Right now, there is a servicing mission to Hubble planned for September 2008. It will replace WFPC2 with the Wide Field Camera 3, which will be able to take over a lot of what ACS does (and it can see into the ultraviolet and infrared a little, too). They'll install the Cosmic Origins Spectrograph, an ultraviolet camera, then as well. STIS may get fixed, which would be cool, but it's an intense and intensive repair job. 111 screws have to be taken out, to get to the part to be replaced! Yikes.
Anyway, the servicing mission is booked solid, and there's little chance they can do anything for poor ACS. It has an excellent history -- it took images for the Hubble Ultra Deep Field, the deepest survey ever taken, as well as the COSMOS survey which just released the first ever 3D map of dark matter.
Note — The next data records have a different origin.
//! `latest.json` manifest discovery implementation

use std::time::Duration;

use chrono::Utc;
use serde::Deserialize;
use tracing::{debug, warn};

use crate::schema::discovery::Discovery;
use crate::schema::error::RemoteError;
use crate::schema::http;
use crate::schema::types::{SchemaInfo, VersionDescriptor};

/// Manifest document published next to the releases.
///
/// Its own `updated_at` is ignored; snapshots are stamped locally.
#[derive(Debug, Deserialize)]
struct Manifest {
    #[serde(default)]
    latest_package_version: Option<String>,
    #[serde(default)]
    latest_registry_version: Option<String>,
    #[serde(default)]
    package: Option<VersionDescriptor>,
    #[serde(default)]
    registry: Option<VersionDescriptor>,
}

impl Manifest {
    fn into_info(self) -> SchemaInfo {
        let mut info = SchemaInfo::new(Utc::now());
        // A version without descriptor is kept; reconciliation logs and skips it
        info.latest_package_version = self
            .latest_package_version
            .or_else(|| self.package.as_ref().map(|d| d.version.clone()));
        info.latest_registry_version = self
            .latest_registry_version
            .or_else(|| self.registry.as_ref().map(|d| d.version.clone()));
        info.package = self.package;
        info.registry = self.registry;
        info
    }
}

/// Discovery that reads a single manifest document
pub struct ManifestDiscovery {
    client: reqwest::Client,
    manifest_url: String,
}

impl ManifestDiscovery {
    pub fn new(manifest_url: &str, timeout: Duration) -> Result<Self, reqwest::Error> {
        Ok(Self {
            client: http::build_client(timeout)?,
            manifest_url: manifest_url.to_string(),
        })
    }
}

#[async_trait::async_trait]
impl Discovery for ManifestDiscovery {
    fn source(&self) -> String {
        self.manifest_url.clone()
    }

    async fn fetch_latest_info(&self) -> Result<SchemaInfo, RemoteError> {
        debug!("Requesting manifest from {}", self.manifest_url);

        let manifest: Manifest = http::get(&self.client, &self.manifest_url)
            .await?
            .json()
            .await
            .map_err(|e| {
                warn!("Failed to parse schema manifest: {}", e);
                RemoteError::InvalidResponse(e.to_string())
            })?;

        Ok(manifest.into_info())
    }
}
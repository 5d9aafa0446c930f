use serde::Deserialize;
use std::path::{Path, PathBuf};
use std::time::Duration;

use crate::schema::error::ConfigError;

// =============================================================================
// Remote endpoints
// =============================================================================

/// GitHub API base for the schema repository
pub const DEFAULT_API_BASE_URL: &str = "https://api.github.com/repos/crackingshells/Hatch-Schemas";

/// Base URL of release assets for the schema repository
pub const DEFAULT_RELEASES_BASE_URL: &str =
    "https://github.com/crackingshells/Hatch-Schemas/releases/download";

// =============================================================================
// Time-related constants
// =============================================================================

/// Timeout for discovery and other metadata requests in seconds
pub const METADATA_TIMEOUT_SECS: u64 = 10;

/// Timeout for schema and archive downloads in seconds
pub const DOWNLOAD_TIMEOUT_SECS: u64 = 30;

/// Name of the cache record file inside the cache directory
pub const CACHE_INFO_FILE: &str = "schema_info.json";

/// How the latest schema versions are discovered
#[derive(Debug, Clone, Copy, Deserialize, Default, PartialEq, Eq)]
#[serde(rename_all = "camelCase")]
pub enum DiscoveryKind {
    /// List releases and pick the first tag per schema type
    #[default]
    Releases,
    /// Read a single `latest.json` manifest document
    Manifest,
}

/// How a stale schema is retrieved
#[derive(Debug, Clone, Copy, Deserialize, Default, PartialEq, Eq)]
#[serde(rename_all = "camelCase")]
pub enum FetchMode {
    /// Download the schema JSON file itself
    #[default]
    Direct,
    /// Download a zip archive and unpack it into the type directory
    Archive,
}

/// What the cache record claims after a pass in which some fetches failed
#[derive(Debug, Clone, Copy, Deserialize, Default, PartialEq, Eq)]
#[serde(rename_all = "camelCase")]
pub enum CommitPolicy {
    /// Write the whole discovery snapshot, including types whose fetch failed
    #[default]
    Snapshot,
    /// Keep the previous entry for every type whose fetch failed
    PerType,
}

/// Top-level configuration for the schema cache
#[derive(Debug, Clone, Deserialize, PartialEq)]
#[serde(default, rename_all = "camelCase")]
pub struct SchemaConfig {
    pub cache_dir: PathBuf,
    pub api_base_url: String,
    pub releases_base_url: String,
    pub manifest_url: Option<String>,
    pub discovery: DiscoveryKind,
    pub fetch_mode: FetchMode,
    pub metadata_timeout_secs: u64,
    pub download_timeout_secs: u64,
    pub commit_policy: CommitPolicy,
    pub log: LogConfig,
}

impl Default for SchemaConfig {
    fn default() -> Self {
        Self {
            cache_dir: cache_dir(),
            api_base_url: DEFAULT_API_BASE_URL.to_string(),
            releases_base_url: DEFAULT_RELEASES_BASE_URL.to_string(),
            manifest_url: None,
            discovery: DiscoveryKind::default(),
            fetch_mode: FetchMode::default(),
            metadata_timeout_secs: METADATA_TIMEOUT_SECS,
            download_timeout_secs: DOWNLOAD_TIMEOUT_SECS,
            commit_policy: CommitPolicy::default(),
            log: LogConfig::default(),
        }
    }
}

impl SchemaConfig {
    /// Reads a JSON config file; fields that are absent keep their defaults.
    pub fn from_file(path: &Path) -> Result<Self, ConfigError> {
        let content = std::fs::read_to_string(path).map_err(|source| ConfigError::Io {
            path: path.to_path_buf(),
            source,
        })?;
        serde_json::from_str(&content).map_err(|source| ConfigError::Parse {
            path: path.to_path_buf(),
            source,
        })
    }

    pub fn metadata_timeout(&self) -> Duration {
        Duration::from_secs(self.metadata_timeout_secs)
    }

    pub fn download_timeout(&self) -> Duration {
        Duration::from_secs(self.download_timeout_secs)
    }
}

/// Logging configuration
#[derive(Debug, Clone, Deserialize, PartialEq)]
#[serde(default)]
pub struct LogConfig {
    /// Default filter directive, overridden by `RUST_LOG`
    pub level: String,
    /// Optional log file written in addition to stderr
    pub file: Option<PathBuf>,
}

impl Default for LogConfig {
    fn default() -> Self {
        Self {
            level: "info".to_string(),
            file: None,
        }
    }
}

/// Returns the base directory for product data (`~/.crackingshells`),
/// or `./.crackingshells` if no home directory is available.
pub fn base_dir() -> PathBuf {
    base_dir_with_home(dirs::home_dir())
}

/// Returns the default schema cache directory.
pub fn cache_dir() -> PathBuf {
    base_dir().join("schemas")
}

/// Returns the default path of the log file.
pub fn log_path() -> PathBuf {
    base_dir().join("logs").join("schema_updates.log")
}

fn base_dir_with_home(home_dir: Option<PathBuf>) -> PathBuf {
    home_dir
        .unwrap_or_else(|| PathBuf::from("."))
        .join(".crackingshells")
}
I have many friends who used ACS, and no doubt they are trying to figure out how to work with the data they have, knowing they won't get any more. For some (like Julianne at Cosmic Variance) they can make do, but for others who were waiting to get their observations in, they are out in the cold. This is life in space-based astronomy. You don't get clouded out, but it still has its drawbacks.
The picture above is of two interacting galaxies, dubbed "The Mice", taken by ACS. If it looks familiar, you may have seen it over my shoulder in my video blog entries. I have a framed copy of it given to me after I gave a talk at the Space Telescope Science Institute a few years ago.
This sucks, but honestly, that really is the way things go. ACS was designed for a five year mission, and it shorted out just barely shy of that goal. So we got our money's worth out of it... but that's cold compensation.
To remember happier days, try the ACS website, which has lots of beautiful images from the camera.